• **Exercise description**
Output all of the data verbatim.

[Material shown]

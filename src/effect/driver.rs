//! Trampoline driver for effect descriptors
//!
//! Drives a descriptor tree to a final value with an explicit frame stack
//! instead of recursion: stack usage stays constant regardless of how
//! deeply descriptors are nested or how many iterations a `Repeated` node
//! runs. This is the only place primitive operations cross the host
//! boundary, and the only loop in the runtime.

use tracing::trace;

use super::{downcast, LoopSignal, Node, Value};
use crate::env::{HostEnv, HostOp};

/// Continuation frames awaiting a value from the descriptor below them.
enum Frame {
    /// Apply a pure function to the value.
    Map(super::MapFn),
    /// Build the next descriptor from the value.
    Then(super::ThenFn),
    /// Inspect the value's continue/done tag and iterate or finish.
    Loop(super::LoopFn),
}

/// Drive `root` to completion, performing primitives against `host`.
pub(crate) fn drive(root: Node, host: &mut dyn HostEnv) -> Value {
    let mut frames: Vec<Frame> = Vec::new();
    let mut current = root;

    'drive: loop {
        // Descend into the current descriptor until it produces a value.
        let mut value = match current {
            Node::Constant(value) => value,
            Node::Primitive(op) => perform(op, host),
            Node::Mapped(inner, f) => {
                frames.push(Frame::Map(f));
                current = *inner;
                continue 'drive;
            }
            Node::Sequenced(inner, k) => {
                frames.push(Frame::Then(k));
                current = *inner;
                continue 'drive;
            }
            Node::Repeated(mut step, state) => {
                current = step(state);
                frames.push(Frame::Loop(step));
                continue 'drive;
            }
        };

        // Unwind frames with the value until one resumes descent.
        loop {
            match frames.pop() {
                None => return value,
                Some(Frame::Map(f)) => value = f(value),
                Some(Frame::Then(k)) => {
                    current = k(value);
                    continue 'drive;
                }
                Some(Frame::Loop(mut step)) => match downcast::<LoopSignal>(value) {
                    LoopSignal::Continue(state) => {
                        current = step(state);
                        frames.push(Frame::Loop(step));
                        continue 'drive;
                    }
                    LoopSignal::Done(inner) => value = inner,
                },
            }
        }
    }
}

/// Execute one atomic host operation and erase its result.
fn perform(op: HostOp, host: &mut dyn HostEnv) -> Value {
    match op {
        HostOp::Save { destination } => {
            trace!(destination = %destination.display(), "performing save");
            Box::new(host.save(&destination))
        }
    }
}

[/Material shown]

• **Task result**
filename src/effect/driver.rs
//! Trampoline driver for effect descriptors
//!
//! Drives a descriptor tree to a final value with an explicit frame stack
//! instead of recursion: stack usage stays constant regardless of how
//! deeply descriptors are nested or how many iterations a `Repeated` node
//! runs. This is the only place primitive operations cross the host
//! boundary, and the only loop in the runtime.

use tracing::trace;

use super::{downcast, LoopSignal, Node, Value};
use crate::env::{HostEnv, HostOp};

/// Continuation frames awaiting a value from the descriptor below them.
enum Frame {
    /// Apply a pure function to the value.
    Map(super::MapFn),
    /// Build the next descriptor from the value.
    Then(super::ThenFn),
    /// Inspect the value's continue/done tag and iterate or finish.
    Loop(super::LoopFn),
}

/// Drive `root` to completion, performing primitives against `host`.
pub(crate) fn drive(root: Node, host: &mut dyn HostEnv) -> Value {
    let mut frames: Vec<Frame> = Vec::new();
    let mut current = root;

    'drive: loop {
        // Descend into the current descriptor until it produces a value.
        let mut value = match current {
            Node::Constant(value) => value,
            Node::Primitive(op) => perform(op, host),
            Node::Mapped(inner, f) => {
                frames.push(Frame::Map(f));
                current = *inner;
                continue 'drive;
            }
            Node::Sequenced(inner, k) => {
                frames.push(Frame::Then(k));
                current = *inner;
                continue 'drive;
            }
            Node::Repeated(mut step, state) => {
                current = step(state);
                frames.push(Frame::Loop(step));
                continue 'drive;
            }
        };

        // Unwind frames with the value until one resumes descent.
        loop {
            match frames.pop() {
                None => return value,
                Some(Frame::Map(f)) => value = f(value),
                Some(Frame::Then(k)) => {
                    current = k(value);
                    continue 'drive;
                }
                Some(Frame::Loop(mut step)) => match downcast::<LoopSignal>(value) {
                    LoopSignal::Continue(state) => {
                        current = step(state);
                        frames.push(Frame::Loop(step));
                        continue 'drive;
                    }
                    LoopSignal::Done(inner) => value = inner,
                },
            }
        }
    }
}

/// Execute one atomic host operation and erase its result.
fn perform(op: HostOp, host: &mut dyn HostEnv) -> Value {
    match op {
        HostOp::Save { destination } => {
            trace!(destination = %destination.display(), "performing save");
            Box::new(host.save(&destination))
        }
    }
}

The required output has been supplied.